Chris Willman Senior Music Writer and Chief Music Critic Credit country superstar Luke Combs for being a lot faster to get out ahead of a potential public-relations crisis than your average celebrity — to the point that he’s cleaning up messes before he’s had the chance to wipe the sleep out of his eyes.
Combs woke up early Wednesday morning learning of a TV news interview with a weeping woman in Florida, Nicol Harness, who’d been slapped with a $250,000 judgment by a federal court in Illinois, along with having thousands of dollars seized from her frozen Amazon seller’s account, because she had sold $380 of unauthorized Combs merch on the website. (The pricey infraction: 18 homemade drink tumblers bearing the singer’s name and likeness.) What further seized the public’s attention: Not only had Harness been hospitalized for a chronic heart condition when the suit was being decided, the convalescing mom never even knew she was being sued, having been served in an email that went to a junk folder on an AOL account she rarely checks, until she learned her webstore was out of commission and looked up the bad news.

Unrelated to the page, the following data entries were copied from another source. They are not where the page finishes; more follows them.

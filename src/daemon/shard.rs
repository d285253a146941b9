//! Shard consumer: applies committed events up to the high water mark.
//!
//! Each registered [`Projection`] gets a dedicated task that:
//! 1. Loads the shard's committed position from the event log
//! 2. Waits until the high water mark passes that position
//! 3. Fetches events in `(position, mark]` in batches and applies them
//! 4. Persists the new position after every batch
//!
//! Positions never pass the high water mark, so a shard never applies an
//! event while an earlier one may still commit.
//!
//! # Failures
//!
//! A failed apply first persists the progress made so far in the batch,
//! then asks the supervisor for a [`Continuation`]:
//!
//! | Continuation | Effect |
//! |--------------|--------|
//! | `SkipEvent`, `DoNothing` | continue with the next event |
//! | `RetryLater(d)` | wait `d`, refetch from the failed event |
//! | `PauseShard(d)`, `PauseAllShards(d)` | pause for `d`, resume from committed progress |
//! | `StopShard`, `StopAllShards` | exit the task |
//!
//! Store failures while loading, fetching or persisting go through the same
//! policy, as `EventFetch` and `ProgressUpdate` errors.

use super::supervisor::{ShardHandle, ShardSupervisor};
use super::types::{ShardControl, ShardStatus};
use crate::error::ProgressError;
use crate::metrics;
use crate::policy::{Continuation, ErrorCategory, ShardError};
use crate::resilience::sleep_or_shutdown;
use crate::store::EventLog;
use crate::tracker::{HighWaterSubscription, ShardAction, ShardState, ShardStateTracker};
use crate::types::{EventRecord, SequencePosition, ShardName};
use std::future::Future;
use std::pin::Pin;
use std::sync::Arc;
use std::time::Instant;
use tokio::sync::watch;
use tracing::{debug, info, info_span, warn, Instrument};

/// Future returned by [`Projection::apply`].
pub type ApplyFuture<'a> = Pin<Box<dyn Future<Output = Result<(), ShardError>> + Send + 'a>>;

/// A read model fed by the daemon.
///
/// ```rust
/// use projection_progress::daemon::{ApplyFuture, Projection};
/// use projection_progress::policy::{ErrorCategory, ShardError};
/// use projection_progress::EventRecord;
/// use std::sync::atomic::{AtomicU64, Ordering};
///
/// struct TripCount(AtomicU64);
///
/// impl Projection for TripCount {
///     fn name(&self) -> &str {
///         "TripCount"
///     }
///
///     fn apply<'a>(&'a self, event: &'a EventRecord) -> ApplyFuture<'a> {
///         Box::pin(async move {
///             if event.event_type == "TripStarted" {
///                 self.0
///                     .fetch_add(1, Ordering::Relaxed)
///                     .checked_add(1)
///                     .ok_or_else(|| ShardError::new(ErrorCategory::Arithmetic, "overflow"))?;
///             }
///             Ok(())
///         })
///     }
/// }
/// ```
pub trait Projection: Send + Sync + 'static {
    /// Projection name; the first half of the shard identity.
    fn name(&self) -> &str;

    /// Apply one committed event.
    fn apply<'a>(&'a self, event: &'a EventRecord) -> ApplyFuture<'a>;

    /// Shard this projection consumes as. Defaults to `"<name>:All"`.
    fn shard_name(&self) -> ShardName {
        ShardName::all(self.name())
    }
}

/// What the consumer loop does after a failure.
enum Flow {
    /// Treat the failed event as handled.
    Next,
    /// Drop the rest of the batch and fetch again from committed progress.
    Refetch,
    /// Leave the loop.
    Exit,
}

/// Everything a shard task needs.
pub(crate) struct ShardRunner<L: EventLog> {
    pub(crate) log: Arc<L>,
    pub(crate) projection: Arc<dyn Projection>,
    pub(crate) handle: Arc<ShardHandle>,
    pub(crate) supervisor: Arc<ShardSupervisor>,
    pub(crate) tracker: Arc<ShardStateTracker>,
    pub(crate) batch_size: usize,
    pub(crate) shutdown_rx: watch::Receiver<bool>,
}

impl<L: EventLog> ShardRunner<L> {
    /// Run until stopped, shut down, or the tracker goes away.
    pub(crate) async fn run(self) {
        let span = info_span!("shard", shard = %self.handle.name());
        self.consume().instrument(span).await
    }

    fn shard(&self) -> &ShardName {
        self.handle.name()
    }

    fn announce(&self, action: ShardAction) {
        self.tracker
            .publish(ShardState::new(self.shard(), self.handle.position(), action));
    }

    async fn consume(mut self) {
        let mut subscription = self.tracker.subscribe(self.shard());
        let mut control_rx = self.handle.control();
        let mut position: Option<SequencePosition> = None;

        info!("Shard starting");
        self.handle.set_status(ShardStatus::Running);

        loop {
            if *self.shutdown_rx.borrow() {
                break;
            }

            let control = *control_rx.borrow_and_update();
            match control {
                ShardControl::Stop => break,
                ShardControl::Pause { until } => {
                    if !self.wait_out_pause(control, until, &mut control_rx).await {
                        break;
                    }
                    continue;
                }
                ShardControl::Run => {}
            }

            let committed = match position {
                Some(committed) => committed,
                None => match self.load_position().await {
                    Ok(committed) => {
                        self.handle.set_position(committed);
                        self.announce(ShardAction::Started);
                        position = Some(committed);
                        committed
                    }
                    Err(flow) => match flow {
                        Flow::Exit => break,
                        Flow::Next | Flow::Refetch => continue,
                    },
                },
            };

            let mark = subscription.current();
            if committed >= mark {
                if !self
                    .wait_for_work(&mut subscription, &mut control_rx)
                    .await
                {
                    break;
                }
                continue;
            }

            match self.process_batch(committed, mark).await {
                Ok(next) => position = Some(next),
                Err((next, Flow::Exit)) => {
                    position = Some(next);
                    break;
                }
                Err((next, _)) => position = Some(next),
            }
        }

        self.handle.set_status(ShardStatus::Stopped);
        self.announce(ShardAction::Stopped);
        info!(position = self.handle.position(), "Shard stopped");
    }

    async fn load_position(&mut self) -> Result<SequencePosition, Flow> {
        match self.log.last_persisted_mark(self.shard()).await {
            Ok((committed, _)) => {
                debug!(position = committed, "Loaded shard progress");
                Ok(committed)
            }
            Err(e) => {
                let error = store_error(ErrorCategory::EventFetch, &e);
                Err(self.recover(&error).await)
            }
        }
    }

    /// Apply one batch above `committed`. Returns the committed position
    /// afterwards, paired with the flow when a failure cut the batch short.
    async fn process_batch(
        &mut self,
        committed: SequencePosition,
        mark: SequencePosition,
    ) -> Result<SequencePosition, (SequencePosition, Flow)> {
        let started = Instant::now();
        let limit = self.batch_size.max(1);

        let events = match self.log.fetch_events(committed, mark, limit).await {
            Ok(events) => events,
            Err(e) => {
                let error = store_error(ErrorCategory::EventFetch, &e);
                let flow = self.recover(&error).await;
                return Err((committed, flow));
            }
        };

        // A short batch means everything up to the mark was read; positions
        // without events (settled gaps) are covered by the mark itself.
        let batch_end = match events.last() {
            Some(last) if events.len() >= limit => last.sequence,
            _ => mark,
        };

        let mut handled = committed;
        let mut applied = 0usize;
        for event in &events {
            match self.projection.apply(event).await {
                Ok(()) => {
                    handled = event.sequence;
                    applied += 1;
                }
                Err(error) => {
                    let error = if error.category == ErrorCategory::ApplyEvent {
                        error
                    } else {
                        ShardError::apply(error)
                    };
                    let saved = match self.save(committed, handled).await {
                        Ok(saved) => saved,
                        Err((saved, Flow::Next)) => saved,
                        Err(cut) => return Err(cut),
                    };
                    match self.recover(&error).await {
                        Flow::Next => {
                            debug!(sequence = event.sequence, "Event skipped");
                            metrics::record_event_skipped(&self.shard().identity());
                            self.announce(ShardAction::Skipped);
                            handled = event.sequence;
                        }
                        flow => return Err((saved, flow)),
                    }
                }
            }
        }

        let saved = match self.save(committed, batch_end).await {
            Ok(saved) => saved,
            // progress was not recorded; read the batch again
            Err((saved, Flow::Next)) => return Err((saved, Flow::Refetch)),
            Err(cut) => return Err(cut),
        };

        self.handle.reset_attempts();
        metrics::record_events_applied(&self.shard().identity(), applied, started.elapsed());
        metrics::set_shard_progress(&self.shard().identity(), saved, mark);
        self.announce(ShardAction::Updated);
        debug!(from = committed, to = saved, applied, "Batch committed");
        Ok(saved)
    }

    /// Persist `target` if it moved past `committed`. On failure the policy
    /// decides, and the error carries the position still on record together
    /// with the flow it chose.
    async fn save(
        &mut self,
        committed: SequencePosition,
        target: SequencePosition,
    ) -> Result<SequencePosition, (SequencePosition, Flow)> {
        if target <= committed {
            return Ok(committed);
        }
        match self.log.persist_mark(self.shard(), target).await {
            Ok(_) => {
                self.handle.set_position(target);
                Ok(target)
            }
            Err(e) => {
                let error = store_error(ErrorCategory::ProgressUpdate, &e);
                let flow = self.recover(&error).await;
                Err((committed, flow))
            }
        }
    }

    /// Resolve a failure through the supervisor and apply the local effect.
    async fn recover(&mut self, error: &ShardError) -> Flow {
        let identity = self.shard().identity();
        let continuation = match self.supervisor.report_failure(&identity, error).await {
            Ok(continuation) => continuation,
            Err(e) => {
                warn!(error = %e, "Failure could not be resolved, stopping shard");
                Continuation::StopShard
            }
        };

        match continuation {
            Continuation::SkipEvent | Continuation::DoNothing => Flow::Next,
            Continuation::RetryLater(delay) => {
                if sleep_or_shutdown(delay, &mut self.shutdown_rx).await {
                    Flow::Refetch
                } else {
                    Flow::Exit
                }
            }
            Continuation::PauseShard(delay) | Continuation::PauseAllShards(delay) => {
                self.handle.pause(delay);
                Flow::Refetch
            }
            Continuation::StopShard | Continuation::StopAllShards => {
                self.handle.stop();
                Flow::Exit
            }
        }
    }

    /// Sit out a pause. Returns false if the shard should exit.
    async fn wait_out_pause(
        &mut self,
        control: ShardControl,
        until: tokio::time::Instant,
        control_rx: &mut watch::Receiver<ShardControl>,
    ) -> bool {
        self.handle.set_status(ShardStatus::Paused);
        self.announce(ShardAction::Paused);
        info!(remaining = ?until.saturating_duration_since(tokio::time::Instant::now()), "Shard paused");

        tokio::select! {
            _ = tokio::time::sleep_until(until) => {
                self.handle.resume_after(control);
            }
            changed = control_rx.changed() => {
                if changed.is_err() {
                    return false;
                }
                // re-read at the top of the loop
                return true;
            }
            _ = self.shutdown_rx.changed() => {
                return false;
            }
        }

        self.handle.set_status(ShardStatus::Running);
        self.announce(ShardAction::Resumed);
        info!("Shard resumed");
        true
    }

    /// Wait for the mark to move, a control change or shutdown. Returns
    /// false if the shard should exit.
    async fn wait_for_work(
        &mut self,
        subscription: &mut HighWaterSubscription,
        control_rx: &mut watch::Receiver<ShardControl>,
    ) -> bool {
        tokio::select! {
            mark = subscription.changed() => mark.is_some(),
            changed = control_rx.changed() => changed.is_ok(),
            _ = self.shutdown_rx.changed() => false,
        }
    }
}

fn store_error(category: ErrorCategory, error: &ProgressError) -> ShardError {
    ShardError::new(category, error.to_string())
}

After calling Harness to apologize, Combs had taken to social media within two and a half hours to say that he was “sick to my stomach” to learn he’d won such a huge judgment against such a humble individual, who professed to be a fan, after being assured his lawyers were only going after major international counterfeiters.
He said he would double the $5,500 his lawyers had seized from Harness’ Amazon account, would sell his own tumbler in his web store to raise money for her medical bills (it was online by the end of the day), and would invite her to meet him at a show.